As I previously indicated, the law provides no retroactivity in benefit payments. In fact, it provides that no benefits can be paid for any period before the date the claim is filed. Taken literally, this could mean, for example, that a widow would lose benefits if she did not file her claim on the day her husband died. However, through regulatory interpretation we found it possible to pay benefits for the entire month in which the claim was filed and for assuring that no interruption in benefit payments for the wife in the event of her husband's death would take place, even though there might be delay in filing the claim.

Many of the people who have filed application for Federal coal miners' benefits are already receiving social security benefits or workman's compensation or occupational disability benefits under a State program. Both the Social Security Act and the Federal Coal Mine Health and Safety Act contain provisions which are designed to reduce the extent of overlapping and duplication of benefits.

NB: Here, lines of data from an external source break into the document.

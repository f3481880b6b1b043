//! Parsed per-day reports and their canonical form.
//!
//! A [`ParsedReport`] is built once per table row and never mutated. Building it
//! sorts observations by species id and renders the canonical JSON string that
//! [`crate::checksum`] fingerprints, so two rows with the same content always
//! produce the same checksum no matter how the source ordered the sightings.

use std::collections::BTreeMap;

use chrono::NaiveDate;
use serde::Serialize;

use crate::models::ReportStatus;

/// One resolved sighting: a catalog species and how many were counted.
#[derive(Debug, Clone, PartialEq, Eq, Hash)]
pub struct ParsedObservation {
    /// Catalog id, as produced by the alias index.
    pub species_id: String,
    /// Individuals counted.
    pub individuals: u32,
}

impl ParsedObservation {
    /// Convenience constructor.
    pub fn new(species_id: impl Into<String>, individuals: u32) -> Self {
        Self {
            species_id: species_id.into(),
            individuals,
        }
    }
}

/// One calendar day read from the source table.
#[derive(Debug, Clone, PartialEq, Eq)]
pub struct ParsedReport {
    date: NaiveDate,
    tours: u32,
    status: ReportStatus,
    observations: Vec<ParsedObservation>,
    source_url: String,
    canonical: String,
}

#[derive(Serialize)]
struct CanonicalObservation<'a> {
    #[serde(rename = "speciesId")]
    species_id: &'a str,
    count: u32,
}

// Field order here is the key order of the canonical JSON.
#[derive(Serialize)]
struct Canonical<'a> {
    date: String,
    tours: u32,
    status: &'static str,
    observations: Vec<CanonicalObservation<'a>>,
}

impl ParsedReport {
    /// Builds a report, sorting observations and rendering the canonical string.
    ///
    /// Observations naming the same species are merged by summing their counts.
    /// A [`ReportStatus::BadWeather`] report always ends up with no observations.
    pub fn new(
        date: NaiveDate,
        tours: u32,
        status: ReportStatus,
        observations: impl IntoIterator<Item = ParsedObservation>,
        source_url: impl Into<String>,
    ) -> Self {
        let observations = match status {
            ReportStatus::BadWeather => Vec::new(),
            ReportStatus::Ok => merge_sorted(observations),
        };
        let canonical = render_canonical(date, tours, status, &observations);
        Self {
            date,
            tours,
            status,
            observations,
            source_url: source_url.into(),
            canonical,
        }
    }

    /// Calendar date of the row.
    pub fn date(&self) -> NaiveDate {
        self.date
    }

    /// Tours run that day.
    pub fn tours(&self) -> u32 {
        self.tours
    }

    /// Row status.
    pub fn status(&self) -> ReportStatus {
        self.status
    }

    /// Observations sorted ascending by species id.
    pub fn observations(&self) -> &[ParsedObservation] {
        &self.observations
    }

    /// Page the row came from.
    pub fn source_url(&self) -> &str {
        &self.source_url
    }

    /// Deterministic serialization used for change detection.
    pub fn canonical(&self) -> &str {
        &self.canonical
    }
}

fn merge_sorted(observations: impl IntoIterator<Item = ParsedObservation>) -> Vec<ParsedObservation> {
    let mut by_species: BTreeMap<String, u32> = BTreeMap::new();
    for o in observations {
        let total = by_species.entry(o.species_id).or_insert(0);
        *total = total.saturating_add(o.individuals);
    }
    by_species
        .into_iter()
        .map(|(species_id, individuals)| ParsedObservation {
            species_id,
            individuals,
        })
        .collect()
}

fn render_canonical(
    date: NaiveDate,
    tours: u32,
    status: ReportStatus,
    observations: &[ParsedObservation],
) -> String {
    let doc = Canonical {
        date: date.format("%Y-%m-%d").to_string(),
        tours,
        status: status.as_str(),
        observations: observations
            .iter()
            .map(|o| CanonicalObservation {
                species_id: &o.species_id,
                count: o.individuals,
            })
            .collect(),
    };
    serde_json::to_string(&doc).unwrap_or_else(|_| {
        let obs: Vec<String> = observations
            .iter()
            .map(|o| format!("{}={}", o.species_id, o.individuals))
            .collect();
        format!("{}|{}|{}|{}", doc.date, tours, status, obs.join(","))
    })
}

The Social Security Act has, since 1965, contained what we call a workman's compensation offset provision. For people below age 62 and who become disabled after June 1, 1965, the law limits the amount of combined income from social security disability benefits and workmen's compensation benefits to 80 percent of the worker's average current earnings before he becomes disabled. If the combined benefits were to exceed this amount, the social security benefits are reduced by the amount of the excess. This is not a dollar-for-dollar offset. As a result of this, some current social security disability beneficiaries will have these benefits reduced when they become entitled to coal miners' benefits. However, we estimate that only about 5 percent will be so affected. Most miner applicants are age 62 or older and the offset would therefore not apply at all. Incidentally, there is proposed social security legislation in H.R. 175502 which has passed the House and is now pending in the Senate, containing a provision which would raise the ceiling on combined benefits from 80 to 100 percent.